Solubility and aggregation of proteins are crucial factors for their functional and further biological roles. Aggregation of proteins in vivo, such as the amyloid beta (Aβ_1-40) peptide into fibrils, is significantly modulated by membrane lipids, abundantly present in cells. We developed a model membrane system, composed of lipid hybrid-vesicles bearing embedded hydrophilic polymers to in vitro study the aggregation of the Aβ_1-40 peptide. Focus is to understand and inhibit the primordial, nucleation stages of their fibrillation by added hybrid-vesicles, composed of a natural lipid and amphiphilic polymers.
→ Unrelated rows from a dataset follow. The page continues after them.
//! Billable period generation for a single subscription phase
//!
//! For every item key of the phase, each item version is expanded into the
//! periods it should be billed for. Every period gets a deterministic unique
//! ID so repeated generation lines up with what was persisted earlier:
//!
//! ```text
//! <subscription id>/<phase key>/<item key>/v[<version>]/period[<index>]
//! ```
//!
//! One-time items have no `period[..]` suffix.

use linesync_shared::{Period, PhaseId};
use rust_decimal::Decimal;
use time::{Duration, OffsetDateTime};

use crate::error::{BillingError, BillingResult};
use crate::subscription::{PhaseCadence, SubscriptionItem, SubscriptionPhase, SubscriptionView};

/// Resolution of the metering system. Usage based periods are truncated to it.
pub const METER_RESOLUTION: Duration = Duration::MINUTE;

/// A billable period of one item version. Recomputed on every sync.
#[derive(Debug, Clone)]
pub struct Candidate<'a> {
    pub unique_id: String,
    pub item: &'a SubscriptionItem,
    pub phase_id: PhaseId,
    /// Period after clipping to the item/phase end and meter resolution
    pub period: Period,
    /// Full cadence length, used for prorating
    pub non_truncated_period: Period,
}

impl Candidate<'_> {
    /// Share of the full cadence this period covers
    pub fn period_percentage(&self) -> Decimal {
        let full = self.non_truncated_period.duration().whole_nanoseconds();
        if full == 0 {
            return Decimal::ONE;
        }
        let actual = self.period.duration().whole_nanoseconds();

        match (Decimal::try_from_i128_with_scale(actual, 0), Decimal::try_from_i128_with_scale(full, 0)) {
            (Ok(actual), Ok(full)) => actual.checked_div(full).unwrap_or(Decimal::ONE),
            _ => Decimal::ONE,
        }
    }
}

pub struct PhaseIterator<'a> {
    subscription: &'a SubscriptionView,
    phase: &'a SubscriptionPhase,
    cadence: PhaseCadence,
}

impl<'a> PhaseIterator<'a> {
    pub fn new(subscription: &'a SubscriptionView, phase_key: &str) -> BillingResult<Self> {
        let not_found = || BillingError::PhaseNotFound {
            subscription_id: subscription.subscription.id,
            phase_key: phase_key.to_string(),
        };

        let phase = subscription
            .phases
            .iter()
            .find(|p| p.key == phase_key)
            .ok_or_else(not_found)?;
        let cadence = subscription.phase_cadence(phase_key).ok_or_else(not_found)?;

        Ok(Self {
            subscription,
            phase,
            cadence,
        })
    }

    pub fn phase_start(&self) -> OffsetDateTime {
        self.cadence.active_from
    }

    pub fn phase_end(&self) -> Option<OffsetDateTime> {
        self.cadence.active_to
    }

    /// The phase never became active before the subscription ended
    pub fn is_empty(&self) -> bool {
        self.cadence.is_empty()
    }

    pub fn has_invoicable_items(&self) -> bool {
        self.phase.items().any(SubscriptionItem::is_priced)
    }

    /// Earliest point at which this phase has something to bill. Used to
    /// bootstrap phases that start after the sync horizon.
    pub fn minimum_billable_time(&self) -> BillingResult<Option<OffsetDateTime>> {
        let mut min: Option<OffsetDateTime> = None;

        for item in self.phase.items().filter(|i| i.is_priced()) {
            let first = if item.rate_card.billing_cadence.is_none() {
                Some(item.active_from)
            } else {
                // Generating up to the item's own start yields exactly its first period
                let periods = self.recurring_periods(item, 0, item.active_from)?;
                truncate_if_needed(periods).first().map(|c| c.period.start)
            };

            if let Some(first) = first {
                min = Some(min.map_or(first, |m| m.min(first)));
            }
        }

        Ok(min)
    }

    /// Generate all billable periods up to `iteration_end`. Every item
    /// version yields at least its first period, even past the horizon.
    pub fn generate(&self, iteration_end: OffsetDateTime) -> BillingResult<Vec<Candidate<'a>>> {
        let mut out = Vec::new();

        for versions in self.phase.items_by_key.values() {
            // Version indexes are part of the unique ID, keep them stable
            let mut versions: Vec<&'a SubscriptionItem> = versions.iter().collect();
            versions.sort_by_key(|item| item.active_from);

            for (version, item) in versions.into_iter().enumerate() {
                if item.rate_card.billing_cadence.is_none() {
                    if let Some(candidate) = self.one_time_period(item, version)? {
                        out.push(candidate);
                    }
                    continue;
                }

                out.extend(self.recurring_periods(item, version, iteration_end)?);
            }
        }

        Ok(truncate_if_needed(out))
    }

    fn one_time_period(
        &self,
        item: &'a SubscriptionItem,
        version: usize,
    ) -> BillingResult<Option<Candidate<'a>>> {
        if !item.is_priced() {
            return Ok(None);
        }

        // Open-ended one-time charges are not supported, we never guess an end
        let mut end = item
            .active_to
            .or(self.cadence.active_to)
            .ok_or_else(|| BillingError::OpenEndedOneTimeItem {
                item_key: item.key.clone(),
            })?;
        if let Some(phase_end) = self.cadence.active_to {
            end = end.min(phase_end);
        }

        // Ends before it starts, e.g. the subscription was cancelled first
        if end <= item.active_from {
            return Ok(None);
        }

        let period = Period::new(item.active_from, end);
        Ok(Some(Candidate {
            unique_id: self.unique_id(item, version, None),
            item,
            phase_id: self.phase.id,
            period,
            non_truncated_period: period,
        }))
    }

    fn recurring_periods(
        &self,
        item: &'a SubscriptionItem,
        version: usize,
        iteration_end: OffsetDateTime,
    ) -> BillingResult<Vec<Candidate<'a>>> {
        let mut out = Vec::new();
        let Some(cadence) = item.rate_card.billing_cadence else {
            return Ok(out);
        };

        let mut index: u32 = 0;
        loop {
            let start = cadence.add_times(item.active_from, index)?;
            let full_end = cadence.add_times(item.active_from, index + 1)?;

            let mut end = full_end;
            if let Some(item_end) = item.active_to {
                end = end.min(item_end);
            }
            if let Some(phase_end) = self.cadence.active_to {
                end = end.min(phase_end);
            }

            // Zero-length item versions bill nothing
            if end <= start {
                break;
            }

            out.push(Candidate {
                unique_id: self.unique_id(item, version, Some(index)),
                item,
                phase_id: self.phase.id,
                period: Period::new(start, end),
                non_truncated_period: Period::new(start, full_end),
            });
            index += 1;

            if self.cadence.active_to.is_some_and(|phase_end| end >= phase_end)
                || item.active_to.is_some_and(|item_end| end >= item_end)
                || end >= iteration_end
            {
                break;
            }
        }

        Ok(out)
    }

    fn unique_id(&self, item: &SubscriptionItem, version: usize, period: Option<u32>) -> String {
        let mut id = format!(
            "{}/{}/{}/v[{}]",
            self.subscription.subscription.id, self.phase.key, item.key, version
        );
        if let Some(period) = period {
            id.push_str(&format!("/period[{period}]"));
        }
        id
    }
}

/// Truncate usage based periods to the meter resolution. Flat fees are billed
/// by time and keep their exact period.
fn truncate_if_needed(candidates: Vec<Candidate<'_>>) -> Vec<Candidate<'_>> {
    candidates
        .into_iter()
        .filter_map(|mut candidate| {
            match &candidate.item.rate_card.price {
                Some(price) if !price.is_flat() => {
                    candidate.period = candidate.period.truncate_end(METER_RESOLUTION);
                    if candidate.period.is_empty() {
                        return None;
                    }
                }
                _ => {}
            }
            Some(candidate)
        })
        .collect()
}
These designed hybrid-vesicles are based on 1-palmitoyl-2-oleoyl-glycero-3-phosphocholine (POPC), displaying embedded hydrophilic (EO) _m P _n A_EG polymers (m = 2 or 3; P _n = 10 to 52 with M _n = 2800-9950 gmol^-1) in amounts ranging from 5-20 mol%, anchored to the POPC vesicles via hydrophobic hexadecyl-, glyceryl- and cholesteryl-moieties, affixed to the polymers as end-groups. All investigated hybrid-vesicles significantly delay fibrillation of the Aβ_1-40 peptide as determined by thioflavin T (ThT) assays. We observed that the hybrid-vesicles interacted with early aggregating species of Aβ_1-40 peptide, irrespective of their composition or size. A substantial perturbation of both primary (k ₊ k _n ) and secondary (k ₊ k ₂) nucleation rates of Aβ_1-40 by the POPC-polymer vesicles compared to POPC vesicles was observed, particularly for the cholesteryl-anchored polymers, interfering with the fragmentation and elongation steps of Aβ_1-40. Furthermore, morphological differences of the aggregates were revealed by transmission electron microscopy (TEM) images supported the inhibitory kinetic signatures.